S3、在每個(gè)板孔中加入100微升呋喃它酮代謝物酶結(jié)合物；

S4、蓋好蓋板膜，輕輕振蕩酶標(biāo)版約十秒鐘，充分混勻，23-28攝氏度的室溫下避光反應(yīng)45分鐘；

S5、揭開蓋板膜，倒掉板孔中溶液，在每孔加入3毫升洗滌工作液，浸泡30分鐘，依次重復(fù)操作兩次；

S6、倒掉板孔中溶液，將酶標(biāo)板倒置于吸水紙上，吸干，立即在每孔中加入10毫升A液和10毫升B液，進(jìn)行充分混合，混合液在3分鐘內(nèi)使用，避免使用金屬器皿盛裝；

S7、蓋好蓋板膜，輕輕振蕩酶標(biāo)板十秒鐘，充分混勻，23-28攝氏度的室溫下避光反應(yīng)30分鐘；

S8、揭開蓋板膜，在各板孔中加入2毫升終止液，輕輕振蕩十秒鐘，充分混勻，用酶標(biāo)儀在雙波長400納米、600納米下檢測吸光度，結(jié)果在終止后5分鐘內(nèi)讀??；

S9、將各樣品的平均吸光度值，除以零標(biāo)（濃度為0ppb的樣品）吸光度值，乘以100，可以得到各樣品對應(yīng)的吸光度的百分比；將樣品吸光度的百分比帶入標(biāo)準(zhǔn)曲線（標(biāo)準(zhǔn)曲線公式為樣品的吸光度*100/零標(biāo)的吸光度），可得出樣品對應(yīng)的濃度，再乘以相應(yīng)樣品的稀釋倍數(shù)，方得樣品中實(shí)際藥物含量。
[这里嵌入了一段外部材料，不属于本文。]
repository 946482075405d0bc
//! Console adapter for development/testing

use async_trait::async_trait;
use crate::domain::traits::{Bot, BotInfo};
use crate::application::errors::BotError;

/// Console bot adapter for local development
pub struct ConsoleAdapter {
    info: BotInfo,
}

impl ConsoleAdapter {
    pub fn new() -> Self {
        Self {
            info: BotInfo {
                id: "console".to_string(),
                name: "custom-commands".to_string(),
            },
        }
    }
}

impl Default for ConsoleAdapter {
    fn default() -> Self {
        Self::new()
    }
}

#[async_trait]
impl Bot for ConsoleAdapter {
    async fn send_message(&self, channel_id: &str, text: &str) -> Result<String, BotError> {
        println!("[BOT #{}] {}", channel_id, text);
        Ok(uuid::Uuid::new_v4().to_string())
    }

    fn bot_info(&self) -> BotInfo {
        self.info.clone()
    }
}
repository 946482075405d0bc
use super::User;
use chrono::{DateTime, Utc};

/// A chat message delivered by the host runtime
#[derive(Debug, Clone)]
pub struct Message {
    pub id: String,
    /// `None` for direct messages
    pub guild_id: Option<String>,
    pub channel_id: String,
    pub author: Option<User>,
    pub content: String,
    pub timestamp: DateTime<Utc>,
}

impl Message {
    pub fn new(channel_id: impl Into<String>, content: impl Into<String>) -> Self {
        Self {
            id: uuid::Uuid::new_v4().to_string(),
            guild_id: None,
            channel_id: channel_id.into(),
            author: None,
            content: content.into(),
            timestamp: Utc::now(),
        }
    }

    pub fn in_guild(mut self, guild_id: impl Into<String>) -> Self {
        self.guild_id = Some(guild_id.into());
        self
    }

    pub fn with_author(mut self, user: User) -> Self {
        self.author = Some(user);
        self
    }

    pub fn from_bot(&self) -> bool {
        self.author.as_ref().is_some_and(|u| u.is_bot)
    }
}
//! Per-guild custom commands for a chat bot
//!
//! Commands live in a hash store under `custom_commands:<guild_id>`, one field
//! per command. [`get_commands`] loads and orders them; the plugin in
//! [`plugins::custom_commands`] answers messages that match their triggers.

pub mod domain;
pub mod application;
pub mod infrastructure;
pub mod plugins;

pub use application::errors::{BotError, StorageError};
pub use application::services::{get_commands, DecodedEntry};
pub use domain::entities::{CustomCommand, TriggerType};
pub use domain::traits::HashStore;
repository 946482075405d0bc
//! Platform adapters

pub mod console;

pub use console::ConsoleAdapter;
use serde::{Deserialize, Deserializer, Serialize};
use std::collections::HashMap;
use std::fmt;
use std::sync::Mutex;

/// How a custom command's trigger is compared against message text
#[derive(Debug, Clone, Copy, PartialEq, Eq, Hash, Default, Serialize, Deserialize)]
#[serde(from = "i64", into = "i64")]
pub enum TriggerType {
    /// First word of the message is `prefix + trigger`
    #[default]
    Command,
    StartsWith,
    Contains,
    Regex,
    /// Whole message equals the trigger
    Exact,
    /// Stored value outside the known range; kept as-is and never matches
    Unknown(i64),
}

impl TriggerType {
    pub fn as_str(&self) -> &str {
        match self {
            TriggerType::Command => "command",
            TriggerType::StartsWith => "starts-with",
            TriggerType::Contains => "contains",
            TriggerType::Regex => "regex",
            TriggerType::Exact => "exact",
            TriggerType::Unknown(_) => "unknown",
        }
    }
}

impl From<i64> for TriggerType {
    fn from(value: i64) -> Self {
        match value {
            0 => TriggerType::Command,
            1 => TriggerType::StartsWith,
            2 => TriggerType::Contains,
            3 => TriggerType::Regex,
            4 => TriggerType::Exact,
            other => TriggerType::Unknown(other),
        }
    }
}

impl From<TriggerType> for i64 {
    fn from(value: TriggerType) -> Self {
        match value {
            TriggerType::Command => 0,
            TriggerType::StartsWith => 1,
            TriggerType::Contains => 2,
            TriggerType::Regex => 3,
            TriggerType::Exact => 4,
            TriggerType::Unknown(other) => other,
        }
    }
}

impl std::str::FromStr for TriggerType {
    type Err = String;

    fn from_str(s: &str) -> Result<Self, Self::Err> {
        match s.to_lowercase().as_str() {
            "command" => Ok(TriggerType::Command),
            "starts-with" | "startswith" => Ok(TriggerType::StartsWith),
            "contains" => Ok(TriggerType::Contains),
            "regex" => Ok(TriggerType::Regex),
            "exact" => Ok(TriggerType::Exact),
            other => Err(format!("unknown trigger type '{}'", other)),
        }
    }
}

impl fmt::Display for TriggerType {
    fn fmt(&self, f: &mut fmt::Formatter<'_>) -> fmt::Result {
        match self {
            TriggerType::Unknown(value) => write!(f, "unknown({})", value),
            other => write!(f, "{}", other.as_str()),
        }
    }
}

/// Explicit `null` decodes to the zero value, same as a missing field
fn null_as_default<'de, D, T>(deserializer: D) -> Result<T, D::Error>
where
    D: Deserializer<'de>,
    T: Default + Deserialize<'de>,
{
    Ok(Option::<T>::deserialize(deserializer)?.unwrap_or_default())
}

/// A user-defined trigger/response rule scoped to one guild.
///
/// `Default` is the placeholder substituted for entries that fail to decode:
/// it has an empty trigger and never matches anything.
#[derive(Debug, Clone, PartialEq, Eq, Default, Serialize, Deserialize)]
#[serde(default)]
pub struct CustomCommand {
    #[serde(deserialize_with = "null_as_default")]
    pub trigger_type: TriggerType,
    #[serde(deserialize_with = "null_as_default")]
    pub trigger: String,
    #[serde(deserialize_with = "null_as_default")]
    pub response: String,
    #[serde(deserialize_with = "null_as_default")]
    pub case_sensitive: bool,
    #[serde(deserialize_with = "null_as_default")]
    pub id: u32,
}

impl CustomCommand {
    pub fn new(trigger_type: TriggerType, trigger: impl Into<String>, response: impl Into<String>) -> Self {
        Self {
            trigger_type,
            trigger: trigger.into(),
            response: response.into(),
            case_sensitive: false,
            id: 0,
        }
    }

    pub fn with_id(mut self, id: u32) -> Self {
        self.id = id;
        self
    }

    pub fn case_sensitive(mut self, case_sensitive: bool) -> Self {
        self.case_sensitive = case_sensitive;
        self
    }

    pub fn is_placeholder(&self) -> bool {
        *self == Self::default()
    }

    /// Check whether `text` fires this command. `prefix` only applies to
    /// `TriggerType::Command`.
    pub fn matches(&self, text: &str, prefix: &str) -> bool {
        self.matches_with(text, prefix, None)
    }

    /// Same as [`CustomCommand::matches`], reusing compiled regexes from `cache`
    pub fn matches_cached(&self, text: &str, prefix: &str, cache: &RegexCache) -> bool {
        self.matches_with(text, prefix, Some(cache))
    }

    fn matches_with(&self, text: &str, prefix: &str, cache: Option<&RegexCache>) -> bool {
        if self.trigger.is_empty() {
            return false;
        }

        if self.trigger_type == TriggerType::Regex {
            let pattern = if self.case_sensitive {
                self.trigger.clone()
            } else {
                format!("(?i){}", self.trigger)
            };
            return match cache {
                Some(cache) => cache.is_match(&pattern, text),
                None => compile(&pattern).is_some_and(|re| re.is_match(text)),
            };
        }

        let (text, trigger, prefix) = if self.case_sensitive {
            (text.to_string(), self.trigger.clone(), prefix.to_string())
        } else {
            (text.to_lowercase(), self.trigger.to_lowercase(), prefix.to_lowercase())
        };

        match self.trigger_type {
            TriggerType::Command => {
                let Some(rest) = text.strip_prefix(prefix.as_str()) else {
                    return false;
                };
                let Some(after) = rest.strip_prefix(trigger.as_str()) else {
                    return false;
                };
                after.is_empty() || after.starts_with(char::is_whitespace)
            }
            TriggerType::StartsWith => text.starts_with(&trigger),
            TriggerType::Contains => text.contains(&trigger),
            TriggerType::Exact => text == trigger,
            TriggerType::Regex | TriggerType::Unknown(_) => false,
        }
    }
}

impl fmt::Display for CustomCommand {
    fn fmt(&self, f: &mut fmt::Formatter<'_>) -> fmt::Result {
        write!(f, "#{} [{}] {} -> {}", self.id, self.trigger_type, self.trigger, self.response)
    }
}

fn compile(pattern: &str) -> Option<regex_lite::Regex> {
    match regex_lite::Regex::new(pattern) {
        Ok(re) => Some(re),
        Err(e) => {
            tracing::debug!("Invalid custom command regex {:?}: {}", pattern, e);
            None
        }
    }
}

/// Compiled regex triggers keyed by pattern. Invalid patterns are cached as
/// `None` so they are only reported once.
pub struct RegexCache {
    compiled: Mutex<HashMap<String, Option<regex_lite::Regex>>>,
    capacity: usize,
}

impl RegexCache {
    pub fn new(capacity: usize) -> Self {
        Self {
            compiled: Mutex::new(HashMap::new()),
            capacity,
        }
    }

    pub fn is_match(&self, pattern: &str, text: &str) -> bool {
        let mut compiled = self.compiled.lock().unwrap_or_else(|e| e.into_inner());

        if !compiled.contains_key(pattern) {
            // start over rather than track recency
            if compiled.len() >= self.capacity {
                compiled.clear();
            }
            compiled.insert(pattern.to_string(), compile(pattern));
        }

        compiled
            .get(pattern)
            .and_then(Option::as_ref)
            .is_some_and(|re| re.is_match(text))
    }

    pub fn len(&self) -> usize {
        self.compiled.lock().unwrap_or_else(|e| e.into_inner()).len()
    }

    pub fn is_empty(&self) -> bool {
        self.len() == 0
    }
}

impl Default for RegexCache {
    fn default() -> Self {
        Self::new(256)
    }
}

#[cfg(test)]
mod tests {
    use super::*;

    #[test]
    fn test_decode_full_record() {
        let raw = r#"{"trigger_type":3,"trigger":"^hi+$","response":"hello","case_sensitive":true,"id":9}"#;
        let cmd: CustomCommand = serde_json::from_str(raw).unwrap();

        assert_eq!(cmd.trigger_type, TriggerType::Regex);
        assert_eq!(cmd.trigger, "^hi+$");
        assert_eq!(cmd.response, "hello");
        assert!(cmd.case_sensitive);
        assert_eq!(cmd.id, 9);
    }

    #[test]
    fn test_missing_fields_take_zero_values() {
        let cmd: CustomCommand = serde_json::from_str(r#"{"trigger":"ping","id":2}"#).unwrap();
        assert_eq!(cmd.trigger_type, TriggerType::Command);
        assert_eq!(cmd.response, "");
        assert!(!cmd.case_sensitive);
        assert_eq!(cmd.id, 2);
    }

    #[test]
    fn test_invalid_records_rejected() {
        assert!(serde_json::from_str::<CustomCommand>(r#"{"id":-1}"#).is_err());
        assert!(serde_json::from_str::<CustomCommand>(r#"{"trigger":5}"#).is_err());
        assert!(serde_json::from_str::<CustomCommand>("not json").is_err());
    }

    #[test]
    fn test_unknown_trigger_type_kept() {
        let cmd: CustomCommand = serde_json::from_str(r#"{"trigger_type":9,"trigger":"keep me","id":12}"#).unwrap();
        assert_eq!(cmd.trigger_type, TriggerType::Unknown(9));
        assert_eq!(cmd.id, 12);
        assert!(!cmd.matches("keep me", "!"));
        assert_eq!(serde_json::to_value(&cmd).unwrap()["trigger_type"], 9);
    }

    #[test]
    fn test_null_fields_take_zero_values() {
        let raw = r#"{"trigger_type":null,"trigger":null,"response":null,"case_sensitive":null,"id":13}"#;
        let cmd: CustomCommand = serde_json::from_str(raw).unwrap();
        assert_eq!(cmd, CustomCommand::default().with_id(13));
    }

    #[test]
    fn test_trigger_type_encodes_as_integer() {
        let cmd = CustomCommand::new(TriggerType::Exact, "a", "b").with_id(4);
        let value = serde_json::to_value(&cmd).unwrap();
        assert_eq!(value["trigger_type"], 4);
        assert_eq!(value["id"], 4);
    }

    #[test]
    fn test_placeholder_never_matches() {
        let placeholder = CustomCommand::default();
        assert!(placeholder.is_placeholder());
        assert!(!placeholder.matches("", "!"));
        assert!(!placeholder.matches("!", "!"));
        assert!(!placeholder.matches("anything", "!"));
    }

    #[test]
    fn test_command_trigger() {
        let cmd = CustomCommand::new(TriggerType::Command, "ping", "pong");
        assert!(cmd.matches("!ping", "!"));
        assert!(cmd.matches("!PING extra args", "!"));
        assert!(!cmd.matches("!pingpong", "!"));
        assert!(!cmd.matches("ping", "!"));
    }

    #[test]
    fn test_starts_with_and_contains() {
        let starts = CustomCommand::new(TriggerType::StartsWith, "good", "morning");
        assert!(starts.matches("Good day", "!"));
        assert!(!starts.matches("a good day", "!"));

        let contains = CustomCommand::new(TriggerType::Contains, "rust", "crab");
        assert!(contains.matches("I like RUST a lot", "!"));
        assert!(!contains.matches("I like go", "!"));
    }

    #[test]
    fn test_exact_respects_case_sensitivity() {
        let insensitive = CustomCommand::new(TriggerType::Exact, "Hello", "hi");
        assert!(insensitive.matches("hello", "!"));
        assert!(!insensitive.matches("hello there", "!"));

        let sensitive = insensitive.clone().case_sensitive(true);
        assert!(sensitive.matches("Hello", "!"));
        assert!(!sensitive.matches("hello", "!"));
    }

    #[test]
    fn test_mixed_case_prefix() {
        let cmd = CustomCommand::new(TriggerType::Command, "ping", "pong");
        assert!(cmd.matches("Bot.PING", "bot."));
        assert!(cmd.matches("bot.ping", "Bot."));
        assert!(!cmd.case_sensitive(true).matches("bot.ping", "Bot."));
    }

    #[test]
    fn test_regex_cache_reuses_patterns() {
        let cache = RegexCache::new(2);
        let cmd = CustomCommand::new(TriggerType::Regex, r"^ha+$", "lol");

        assert!(cmd.matches_cached("HAAA", "!", &cache));
        assert!(!cmd.matches_cached("hello", "!", &cache));
        assert_eq!(cache.len(), 1);

        let broken = CustomCommand::new(TriggerType::Regex, "(", "never");
        assert!(!broken.matches_cached("(", "!", &cache));
        assert_eq!(cache.len(), 2);

        let other = CustomCommand::new(TriggerType::Regex, "x", "y").case_sensitive(true);
        assert!(other.matches_cached("x", "!", &cache));
        assert_eq!(cache.len(), 1);
    }

    #[test]
    fn test_regex_trigger() {
        let cmd = CustomCommand::new(TriggerType::Regex, r"^ha+$", "lol");
        assert!(cmd.matches("HAAA", "!"));
        assert!(!cmd.case_sensitive(true).matches("HAAA", "!"));

        let broken = CustomCommand::new(TriggerType::Regex, "(", "never");
        assert!(!broken.matches("(", "!"));
    }
}
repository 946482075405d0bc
//! Application services - Business logic orchestration

pub mod command_store;

pub use command_store::{add_command, delete_command, get_commands, get_entries, DecodedEntry, NewCommand};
2.根據(jù)權(quán)利要求1所述的一種乳品中呋喃它酮代謝物的檢測方法，其特征在于：各試劑在使用前必須充分混勻，并且在實(shí)驗(yàn)前，應(yīng)先開啟生化培養(yǎng)箱至所需溫度，并檢查生化培養(yǎng)箱溫度是否正常。

3.根據(jù)權(quán)利要求1所述的一種乳品中呋喃它酮代謝物的檢測方法，其特征在于：提取藥物時(shí)，渦動或振蕩應(yīng)盡量充分，加入樣品是稀溶液后，應(yīng)低速渦動2分鐘，以上操作將直接影響盛裝和檢測結(jié)果。

4.根據(jù)權(quán)利要求1所述的一種乳品中呋喃它酮代謝物的檢測方法，其特征在于：混合試劑時(shí)，應(yīng)避免出現(xiàn)氣泡，未用完的微孔板條應(yīng)密封，置于2-8攝氏度保存。

5.根據(jù)權(quán)利要求1所述的一種乳品中呋喃它酮代謝物的檢測方法，其特征在于：該檢測方法用試劑條包括紙條本體（1），所述紙條本體（1）的一端固定連接有接觸條（2），所述紙條本體（1）的外壁上設(shè)置有防腐層（3）。